▸ ABOUT THIS TASK: Pull out each line of the data that includes the word "Failed".

(Saved data entries)

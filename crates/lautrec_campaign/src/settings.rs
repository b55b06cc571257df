//! Generation settings loaded from configuration.

use config::{Config, File, FileFormat};
use lautrec_error::{ConfigError, LautrecError, LautrecResult};
use serde::{Deserialize, Serialize};
use tracing::{debug, instrument};

/// Bundled default configuration.
const DEFAULT_CONFIG: &str = include_str!("../../../lautrec.toml");

/// The `[generation]` section of a lautrec.toml file.
#[derive(Debug, Clone, PartialEq, Deserialize)]
struct SettingsFile {
    generation: GenerationSettings,
}

/// Tunables for the campaign pipeline.
///
/// Loaded once at startup with the same precedence chain as the platform
/// registry: bundled defaults, then the home config, then `./lautrec.toml`.
#[derive(Debug, Clone, PartialEq, Serialize, Deserialize)]
pub struct GenerationSettings {
    /// Concurrent per-platform pipelines; bounds pressure on the external APIs
    pub max_concurrent: usize,
    /// Default copywriting model
    pub text_model: String,
    /// Default image model
    pub image_model: String,
    /// Deadline for one copywriting call, in seconds
    pub text_timeout_secs: u64,
    /// Deadline for one image call, in seconds
    pub image_timeout_secs: u64,
    /// Retry cap for transient external failures
    pub max_retries: usize,
    /// Requests per minute against each external API, `None` for unlimited
    #[serde(default)]
    pub requests_per_minute: Option<u32>,
    /// Directory image payloads are offloaded to
    pub output_dir: String,
}

impl Default for GenerationSettings {
    fn default() -> Self {
        Self {
            max_concurrent: 4,
            text_model: "gemini-2.5-flash".to_string(),
            image_model: "imagen-4.0-generate-001".to_string(),
            text_timeout_secs: 8,
            image_timeout_secs: 15,
            max_retries: 2,
            requests_per_minute: Some(30),
            output_dir: "output".to_string(),
        }
    }
}

impl GenerationSettings {
    /// Load settings with precedence: user override > bundled default.
    ///
    /// # Errors
    ///
    /// Returns an error if a configuration source fails to parse.
    #[instrument]
    pub fn load() -> LautrecResult<Self> {
        debug!("Loading generation settings: current dir > home dir > bundled defaults");

        let mut builder =
            Config::builder().add_source(File::from_str(DEFAULT_CONFIG, FileFormat::Toml));

        if let Some(home) = dirs::home_dir() {
            let home_config = home.join(".config/lautrec/lautrec.toml");
            builder = builder.add_source(File::from(home_config).required(false));
        }

        builder = builder.add_source(File::with_name("lautrec").required(false));

        let file: SettingsFile = builder
            .build()
            .map_err(|e| {
                LautrecError::from(ConfigError::new(format!(
                    "Failed to build generation settings: {}",
                    e
                )))
            })?
            .try_deserialize()
            .map_err(|e| {
                LautrecError::from(ConfigError::new(format!(
                    "Failed to parse generation settings: {}",
                    e
                )))
            })?;

        Ok(file.generation)
    }
}

#[cfg(test)]
mod tests {
    use super::*;

    #[test]
    fn bundled_defaults_parse() {
        let file: SettingsFile = config::Config::builder()
            .add_source(File::from_str(DEFAULT_CONFIG, FileFormat::Toml))
            .build()
            .unwrap()
            .try_deserialize()
            .unwrap();
        assert_eq!(file.generation.max_concurrent, 4);
        assert_eq!(file.generation.max_retries, 2);
        assert!(file.generation.text_timeout_secs < 10);
    }
}
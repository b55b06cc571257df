//! Gemini copywriting client over the `generateContent` endpoint.

use super::GEMINI_API_BASE;
use super::dto::{
    Content, GenerateContentRequest, GenerateContentResponse, GenerationConfig, Part,
};
use crate::{ClientLimits, RequestLimiter};
use async_trait::async_trait;
use lautrec_core::{CopyRequest, CopyResponse};
use lautrec_error::{CopyError, CopyErrorKind, LautrecResult, RetryableError};
use lautrec_interface::{CopyDriver, Health, HealthStatus};
use reqwest::Client;
use std::env;
use std::time::Duration;
use tracing::{debug, instrument, warn};

/// Default request deadline for copywriting calls.
const DEFAULT_TIMEOUT_SECS: u64 = 8;
/// Retries are capped; a platform that keeps failing is reported, not hammered.
const DEFAULT_MAX_RETRIES: usize = 2;

/// Client for Gemini text generation.
///
/// Each call is bounded by a per-request timeout and passes through the
/// client's [`RequestLimiter`]. Transient failures (429, 5xx, timeouts,
/// connection resets) retry with jittered exponential backoff, capped at
/// [`DEFAULT_MAX_RETRIES`]; permanent failures return immediately.
///
/// # Example
///
/// ```no_run
/// use lautrec_models::GeminiCopyClient;
///
/// # fn main() -> Result<(), Box<dyn std::error::Error>> {
/// let client = GeminiCopyClient::from_env("gemini-2.5-flash")?;
/// # Ok(())
/// # }
/// ```
#[derive(Debug, Clone)]
pub struct GeminiCopyClient {
    client: Client,
    api_key: String,
    base_url: String,
    model: String,
    limiter: RequestLimiter,
    timeout: Duration,
    max_retries: usize,
}

impl GeminiCopyClient {
    /// Create a client reading the API key from `GEMINI_API_KEY`.
    ///
    /// # Errors
    ///
    /// Returns `MissingApiKey` when the variable is unset. This is a
    /// startup-time configuration error, not a per-request condition.
    #[instrument(skip_all)]
    pub fn from_env(model: impl Into<String>) -> Result<Self, CopyError> {
        let api_key =
            env::var("GEMINI_API_KEY").map_err(|_| CopyError::new(CopyErrorKind::MissingApiKey))?;
        Ok(Self::with_api_key(api_key, model))
    }

    /// Create a client with an explicit API key.
    pub fn with_api_key(api_key: String, model: impl Into<String>) -> Self {
        Self {
            client: Client::new(),
            api_key,
            base_url: GEMINI_API_BASE.to_string(),
            model: model.into(),
            limiter: RequestLimiter::new(ClientLimits::default()),
            timeout: Duration::from_secs(DEFAULT_TIMEOUT_SECS),
            max_retries: DEFAULT_MAX_RETRIES,
        }
    }

    /// Override the per-request deadline.
    pub fn with_timeout(mut self, seconds: u64) -> Self {
        self.timeout = Duration::from_secs(seconds);
        self
    }

    /// Override the retry cap. Zero disables retry entirely.
    pub fn with_max_retries(mut self, max_retries: usize) -> Self {
        self.max_retries = max_retries;
        self
    }

    /// Override the request limits.
    pub fn with_limits(mut self, limits: ClientLimits) -> Self {
        self.limiter = RequestLimiter::new(limits);
        self
    }

    /// Point the client at a different API base (used by tests).
    pub fn with_base_url(mut self, base_url: impl Into<String>) -> Self {
        self.base_url = base_url.into();
        self
    }

    fn resolve_model<'a>(&'a self, req: &'a CopyRequest) -> &'a str {
        req.model.as_deref().unwrap_or(&self.model)
    }

    /// One attempt against the API, no retry.
    async fn call_once(&self, req: &CopyRequest) -> Result<CopyResponse, CopyError> {
        let model = self.resolve_model(req);
        let url = format!("{}/models/{}:generateContent", self.base_url, model);

        let body = GenerateContentRequest {
            contents: vec![Content {
                role: "user",
                parts: vec![Part {
                    text: req.prompt.clone(),
                }],
            }],
            generation_config: Some(GenerationConfig {
                max_output_tokens: req.max_tokens,
                temperature: req.temperature,
            }),
        };

        debug!(url = %url, model = %model, "Sending Gemini generateContent request");

        let response = self
            .client
            .post(&url)
            .header("x-goog-api-key", &self.api_key)
            .timeout(self.timeout)
            .json(&body)
            .send()
            .await
            .map_err(|e| self.transport_error(e))?;

        if !response.status().is_success() {
            let status_code = response.status().as_u16();
            let message = response.text().await.unwrap_or_default();
            return Err(CopyError::new(CopyErrorKind::Http {
                status_code,
                message,
            }));
        }

        let parsed: GenerateContentResponse = response
            .json()
            .await
            .map_err(|e| CopyError::new(CopyErrorKind::Rejected(format!("invalid JSON: {e}"))))?;

        let tokens_used = parsed
            .usage_metadata
            .as_ref()
            .and_then(|usage| usage.total_token_count);

        match parsed.first_text() {
            Some(text) => Ok(CopyResponse { text, tokens_used }),
            None => {
                let reason = parsed
                    .prompt_feedback
                    .and_then(|feedback| feedback.block_reason)
                    .unwrap_or_else(|| "no candidates returned".to_string());
                Err(CopyError::new(CopyErrorKind::Rejected(reason)))
            }
        }
    }

    fn transport_error(&self, error: reqwest::Error) -> CopyError {
        if error.is_timeout() {
            CopyError::new(CopyErrorKind::Timeout(self.timeout.as_secs()))
        } else {
            CopyError::new(CopyErrorKind::Transport(error.to_string()))
        }
    }

    async fn generate_with_retry(&self, req: &CopyRequest) -> Result<CopyResponse, CopyError> {
        use tokio_retry2::{Retry, RetryError, strategy::ExponentialBackoff, strategy::jitter};

        if self.max_retries == 0 {
            let _guard = self.limiter.acquire().await;
            return self.call_once(req).await;
        }

        let retry_strategy = ExponentialBackoff::from_millis(500)
            .factor(2)
            .max_delay(Duration::from_secs(8))
            .map(jitter)
            .take(self.max_retries);

        Retry::spawn(retry_strategy, || async {
            let _guard = self.limiter.acquire().await;
            match self.call_once(req).await {
                Ok(response) => Ok(response),
                Err(e) if e.is_retryable() => {
                    warn!("Transient copywriting error, will retry: {}", e);
                    Err(RetryError::Transient {
                        err: e,
                        retry_after: None,
                    })
                }
                Err(e) => Err(RetryError::Permanent(e)),
            }
        })
        .await
    }
}

#[async_trait]
impl CopyDriver for GeminiCopyClient {
    #[instrument(skip(self, req), fields(model = %self.resolve_model(req)))]
    async fn write_copy(&self, req: &CopyRequest) -> LautrecResult<CopyResponse> {
        self.generate_with_retry(req).await.map_err(Into::into)
    }

    fn provider_name(&self) -> &'static str {
        "gemini"
    }

    fn model_name(&self) -> &str {
        &self.model
    }
}

#[async_trait]
impl Health for GeminiCopyClient {
    async fn health(&self) -> LautrecResult<HealthStatus> {
        let url = format!("{}/models", self.base_url);
        let response = self
            .client
            .get(&url)
            .header("x-goog-api-key", &self.api_key)
            .query(&[("pageSize", "1")])
            .timeout(Duration::from_secs(5))
            .send()
            .await;

        let status = match response {
            Ok(resp) if resp.status().is_success() => HealthStatus::Healthy,
            Ok(resp) => HealthStatus::Unhealthy {
                message: format!("models endpoint returned {}", resp.status()),
            },
            Err(e) => HealthStatus::Unhealthy {
                message: e.to_string(),
            },
        };
        Ok(status)
    }
}
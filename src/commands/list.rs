use crate::catalog;
use crate::context::AppContext;
use crate::export::write_catalog;
use anyhow::Result;
use log::info;

/// Returns the grouped listing when reading from cache, `None` after an update
/// or when no cache exists yet.
pub async fn run(app: &AppContext, update: bool) -> Result<Option<String>> {
    let catalog_path = app.catalog_path();

    if update {
        info!("Refreshing coin catalog into {}", catalog_path.display());
        let payload = app.coingecko()?.fetch_coins_list().await?;
        let count = payload.as_array().map(Vec::len).unwrap_or_default();
        write_catalog(catalog_path, &payload)?;
        info!("Stored {} catalog entries", count);
        println!(
            "List of coins updated and saved to {}",
            catalog_path.display()
        );
        return Ok(None);
    }

    let listing = catalog::cached_listing(catalog_path)?;
    if listing.is_none() {
        info!(
            "No coin catalog cached at {}; run `list --update` first",
            catalog_path.display()
        );
    }
    Ok(listing)
}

▸ TASK RESULT:
                    "Failed to build generation settings: {}",
                    "Failed to parse generation settings: {}",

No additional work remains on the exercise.